Four projects, four unique moments at the Venice Biennale, with the support of Onassis Culture: Andreas Angelidakis, Soundwalk Collective & Patti Smith, Joana Hadjithomas & Khalil Joreige, Janis Rafa.
The 61st Venice Biennale is not merely a major international gathering of contemporary art. It is also a map of relationships, collaborations, and artistic journeys that converge in this iconic city. Building on Onassis Culture’s consistent strategic support for the Greek Pavilion, the Onassis Foundation is making its presence felt in Venice through a series of significant projects, from May through November 2026.
Onassis Culture is a strategic supporter of Greece’s participation in the 61st Venice Biennale, featuring Andreas Angelidakis’s “escape room” project, curated by Giorgos Bekirakis. The Greek Pavilion is transformed into a contemporary Platonic Cave. In the hands of Andreas Angelidakis, the Platonic allegory becomes a tool that explores the present—a present where the world of images is saturated with digital illusions and replicas. As an allegorical escape room, the Greek Pavilion reflects a reality that resembles a game, while on a symbolic level it embodies the paradox of a building attempting to escape from its “self”—that is, its history. The implementation of the escape room project and its exhibition in Venice are primarily funded by the Ministry of Culture. The National Commissioner is the Metropolitan Organization of Visual Arts Museums of Thessaloniki (MOMus).

In collaboration with Onassis Culture, Patti Smith and the Soundwalk Collective presented the mystical site-specific live performance *A Sonic Prayer with Patti Smith* at the Chiesa di Santa Maria di Nazareth, as part of the official opening of the Holy See’s Pavilion at the Vatican, at the exhibition *The Ear is the Eye of the Soul*. The performance, lasting approximately 30 minutes, featured three works created specifically for the exhibition. The performance is a continuation of the broader collaboration between Patti Smith and the Soundwalk Collective with Onassis Culture, following their two live performances on the Main Stage of the Onassis Cultural Center in 2024. The Vatican Pavilion, curated by Hans Ulrich Obrist and Ben Vickers, features 25 artists, including FKA twigs, Brian Eno, Jim Jarmusch, Kali Malone, Dev Hynes, and Precious Okoyomon. Dedicated to the life and cultural legacy of Hildegard of Bingen, a 12th-century Benedictine nun, poet, healer, and composer, the exhibition stages an experience of listening, contemplation, and “sonic prayer.” The exhibition is spread across two venues in Venice: the Secret Garden of the Discalced Carmelites in Cannaregio and the Santa Maria Ausiliatrice complex in Castello.

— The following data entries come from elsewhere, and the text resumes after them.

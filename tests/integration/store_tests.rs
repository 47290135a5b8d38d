//! Persistent store integration tests.
//!
//! Tests verify:
//! - Records survive closing and reopening the database file
//! - insert_or_update replaces records in place
//! - LRU eviction is global across layers, oldest first
//! - Concurrent access through the connection pool

use std::sync::Arc;

use bytes::Bytes;

use tilekeep::store::{SqliteTileStore, StoreLimits, TileStore};
use tilekeep::tile::TileId;

use super::test_utils::{png_bytes, temp_store};

// =============================================================================
// Persistence
// =============================================================================

#[tokio::test]
async fn test_records_survive_reopen() {
    let dir = tempfile::tempdir().unwrap();
    let path = dir.path().join("tiles.sqlite");
    let id_a = TileId::new("low", 0, 0);
    let id_b = TileId::new("high", 3, 5);

    let store = SqliteTileStore::open(&path).unwrap();
    store
        .insert(&id_a, 1, Bytes::from_static(b"alpha"))
        .await
        .unwrap();
    store
        .insert(&id_b, 2, Bytes::from_static(b"beta"))
        .await
        .unwrap();
    drop(store);

    let reopened = SqliteTileStore::open(&path).unwrap();
    assert_eq!(reopened.count().await.unwrap(), 2);

    let record = reopened.read(&id_a).await.unwrap().unwrap();
    assert_eq!(record.last_used, 1);
    assert_eq!(record.image, Bytes::from_static(b"alpha"));

    let record = reopened.read(&id_b).await.unwrap().unwrap();
    assert_eq!(record.image, Bytes::from_static(b"beta"));
}

#[tokio::test]
async fn test_insert_or_update_replaces_in_place() {
    let (_dir, store) = temp_store();
    let id = TileId::new("low", 4, 2);

    store
        .insert_or_update(&id, 100, Bytes::from_static(b"old"), StoreLimits::default())
        .await
        .unwrap();
    store
        .insert_or_update(&id, 200, png_bytes(), StoreLimits::default())
        .await
        .unwrap();

    assert_eq!(store.count().await.unwrap(), 1);
    let record = store.read(&id).await.unwrap().unwrap();
    assert_eq!(record.last_used, 200);
    assert_eq!(record.image, png_bytes());
}

// =============================================================================
// Eviction
// =============================================================================

#[tokio::test]
async fn test_eviction_is_global_across_layers() {
    let (_dir, store) = temp_store();
    let body = png_bytes();

    // interleave layers so age, not layer, decides the order
    store
        .insert(&TileId::new("low", 0, 0), 10, body.clone())
        .await
        .unwrap();
    store
        .insert(&TileId::new("high", 0, 0), 20, body.clone())
        .await
        .unwrap();
    store
        .insert(&TileId::new("low", 1, 0), 30, body.clone())
        .await
        .unwrap();
    store
        .insert(&TileId::new("high", 1, 0), 40, body.clone())
        .await
        .unwrap();

    let deleted = store.delete_least_recently_used(3).await.unwrap();
    assert_eq!(deleted, 3);

    assert!(!store.exists(&TileId::new("low", 0, 0)).await.unwrap());
    assert!(!store.exists(&TileId::new("high", 0, 0)).await.unwrap());
    assert!(!store.exists(&TileId::new("low", 1, 0)).await.unwrap());
    assert!(store.exists(&TileId::new("high", 1, 0)).await.unwrap());
}

// =============================================================================
// Concurrency
// =============================================================================

#[tokio::test]
async fn test_concurrent_inserts_through_the_pool() {
    let (_dir, store) = temp_store();

    let mut tasks = Vec::new();
    for x in 0..8u32 {
        let store = Arc::clone(&store);
        tasks.push(tokio::spawn(async move {
            let id = TileId::new("low", x, 0);
            store.insert(&id, u64::from(x), png_bytes()).await.unwrap();
        }));
    }
    for task in tasks {
        task.await.unwrap();
    }

    assert_eq!(store.count().await.unwrap(), 8);
}
//! SQLite-backed tile store.
//!
//! One `tiles` table keyed by `(layer_id, x, y)` plus an index on `last_used`
//! so batched LRU eviction does not scan. Connections come from an r2d2 pool;
//! every query runs on the blocking thread pool to keep loader workers
//! responsive.

use std::path::Path;
use std::time::Duration;

use async_trait::async_trait;
use bytes::Bytes;
use r2d2::Pool;
use r2d2_sqlite::rusqlite::{params, Connection, OptionalExtension};
use r2d2_sqlite::SqliteConnectionManager;
use tokio::task;
use tracing::info;

use crate::error::StoreError;
use crate::store::{StoredTile, TileStore};
use crate::tile::TileId;

const POOL_SIZE: u32 = 4;

const BUSY_TIMEOUT: Duration = Duration::from_secs(5);

const SCHEMA: &str = "
    CREATE TABLE IF NOT EXISTS tiles (
        layer_id  TEXT    NOT NULL,
        x         INTEGER NOT NULL,
        y         INTEGER NOT NULL,
        last_used INTEGER NOT NULL,
        image     BLOB    NOT NULL,
        PRIMARY KEY (layer_id, x, y)
    );
    CREATE INDEX IF NOT EXISTS tiles_last_used ON tiles (last_used);
";

/// Tile store backed by a SQLite database file.
pub struct SqliteTileStore {
    pool: Pool<SqliteConnectionManager>,
}

impl SqliteTileStore {
    /// Open or create the database at `path`.
    ///
    /// The schema is created if missing. Concurrent access is left to
    /// SQLite's own locking with a busy timeout.
    ///
    /// # Errors
    ///
    /// Returns [`StoreError`] if the database cannot be opened or the schema
    /// cannot be created.
    pub fn open(path: impl AsRef<Path>) -> Result<Self, StoreError> {
        let path = path.as_ref();
        let manager = SqliteConnectionManager::file(path)
            .with_init(|conn| conn.busy_timeout(BUSY_TIMEOUT));
        let store = Self::build(manager, POOL_SIZE)?;
        info!(path = %path.display(), "opened tile store");
        Ok(store)
    }

    /// Open a fresh in-memory database.
    ///
    /// The pool is pinned to a single connection: each in-memory connection
    /// would otherwise see its own private database.
    pub fn open_in_memory() -> Result<Self, StoreError> {
        Self::build(SqliteConnectionManager::memory(), 1)
    }

    fn build(manager: SqliteConnectionManager, max_size: u32) -> Result<Self, StoreError> {
        let pool = Pool::builder().max_size(max_size).build(manager)?;
        pool.get()?.execute_batch(SCHEMA)?;
        Ok(Self { pool })
    }

    async fn with_conn<T, F>(&self, f: F) -> Result<T, StoreError>
    where
        T: Send + 'static,
        F: FnOnce(&Connection) -> Result<T, StoreError> + Send + 'static,
    {
        let pool = self.pool.clone();
        task::spawn_blocking(move || {
            let conn = pool.get()?;
            f(&conn)
        })
        .await?
    }
}

#[async_trait]
impl TileStore for SqliteTileStore {
    async fn exists(&self, id: &TileId) -> Result<bool, StoreError> {
        let id = id.clone();
        self.with_conn(move |conn| {
            let found = conn
                .query_row(
                    "SELECT 1 FROM tiles WHERE layer_id = ?1 AND x = ?2 AND y = ?3",
                    params![id.layer.as_ref(), id.x, id.y],
                    |_| Ok(()),
                )
                .optional()?;
            Ok(found.is_some())
        })
        .await
    }

    async fn read(&self, id: &TileId) -> Result<Option<StoredTile>, StoreError> {
        let id = id.clone();
        self.with_conn(move |conn| {
            let record = conn
                .query_row(
                    "SELECT last_used, image FROM tiles
                     WHERE layer_id = ?1 AND x = ?2 AND y = ?3",
                    params![id.layer.as_ref(), id.x, id.y],
                    |row| {
                        let last_used: i64 = row.get(0)?;
                        let image: Vec<u8> = row.get(1)?;
                        Ok(StoredTile {
                            last_used: last_used as u64,
                            image: Bytes::from(image),
                        })
                    },
                )
                .optional()?;
            Ok(record)
        })
        .await
    }

    async fn insert(&self, id: &TileId, last_used: u64, image: Bytes) -> Result<(), StoreError> {
        let id = id.clone();
        self.with_conn(move |conn| {
            conn.execute(
                "INSERT INTO tiles (layer_id, x, y, last_used, image)
                 VALUES (?1, ?2, ?3, ?4, ?5)",
                params![id.layer.as_ref(), id.x, id.y, last_used as i64, image.as_ref()],
            )?;
            Ok(())
        })
        .await
    }

    async fn update_image(
        &self,
        id: &TileId,
        last_used: u64,
        image: Bytes,
    ) -> Result<(), StoreError> {
        let id = id.clone();
        self.with_conn(move |conn| {
            conn.execute(
                "UPDATE tiles SET last_used = ?4, image = ?5
                 WHERE layer_id = ?1 AND x = ?2 AND y = ?3",
                params![id.layer.as_ref(), id.x, id.y, last_used as i64, image.as_ref()],
            )?;
            Ok(())
        })
        .await
    }

    async fn update_last_used(&self, id: &TileId, last_used: u64) -> Result<(), StoreError> {
        let id = id.clone();
        self.with_conn(move |conn| {
            conn.execute(
                "UPDATE tiles SET last_used = ?4
                 WHERE layer_id = ?1 AND x = ?2 AND y = ?3",
                params![id.layer.as_ref(), id.x, id.y, last_used as i64],
            )?;
            Ok(())
        })
        .await
    }

    async fn delete_least_recently_used(&self, count: u32) -> Result<u32, StoreError> {
        self.with_conn(move |conn| {
            let deleted = conn.execute(
                "DELETE FROM tiles WHERE rowid IN (
                     SELECT rowid FROM tiles
                     ORDER BY last_used, layer_id, x, y
                     LIMIT ?1
                 )",
                params![count],
            )?;
            Ok(deleted as u32)
        })
        .await
    }

    async fn count(&self) -> Result<u64, StoreError> {
        self.with_conn(|conn| {
            let count: i64 = conn.query_row("SELECT COUNT(*) FROM tiles", [], |row| row.get(0))?;
            Ok(count as u64)
        })
        .await
    }
}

At the same time, the Onassis Collection is participating in the main exhibition of the 61st Venice Biennale, *In Minor Keys*, curated by Koyo Kouoh, with two works by Joana Hadjithomas and Khalil Joreige: *Time Capsules Eleonas (Athens x 3)* and *Zig Zag Over Time Eleonas*. The two works by the Franco-Lebanese artists were presented in the exhibition Unconformities at the Acropolis Museum, as part of the Fast Forward Festival at the Onassis Foundation’s Stegi, in May 2018. Two works that bring traces of Athens’ Eleonas to Venice and open a dialogue around memory, the ground, and the layers of a city.

Finally, running concurrently with the Biennale, Onassis AiR Fellow Janis Rafa is participating, in a co-production with Onassis Culture and Heretic, in the group exhibition CANICULA, presented by Fondazione In Between Art Film at the Complesso dell’Ospedaletto in Venice, curated by Alessandro Rabottini and Leonardo Bigazzi. Rafa’s video installation, Baby I’m Yours, Forever (2026), marks the opening of the exhibition in the space of the church of Santa Maria dei Derelitti. The work, which serves as an allegory of the concept of sacrifice, is situated within a meat-cooling facility—a symbolic architecture for the industry that processes and distributes meat for human consumption. Janis Rafa poetically expands on this reflection and examines the broader tension between life and death, survival and extinction, as well as the “sacrificial” violence that one form of life demands by killing another.
Onassis Culture is not merely a sponsor in Venice. It participates as an active link in an international network of artists, producers, and collaborations, where contemporary art is once again challenging the way we hear, see, and connect.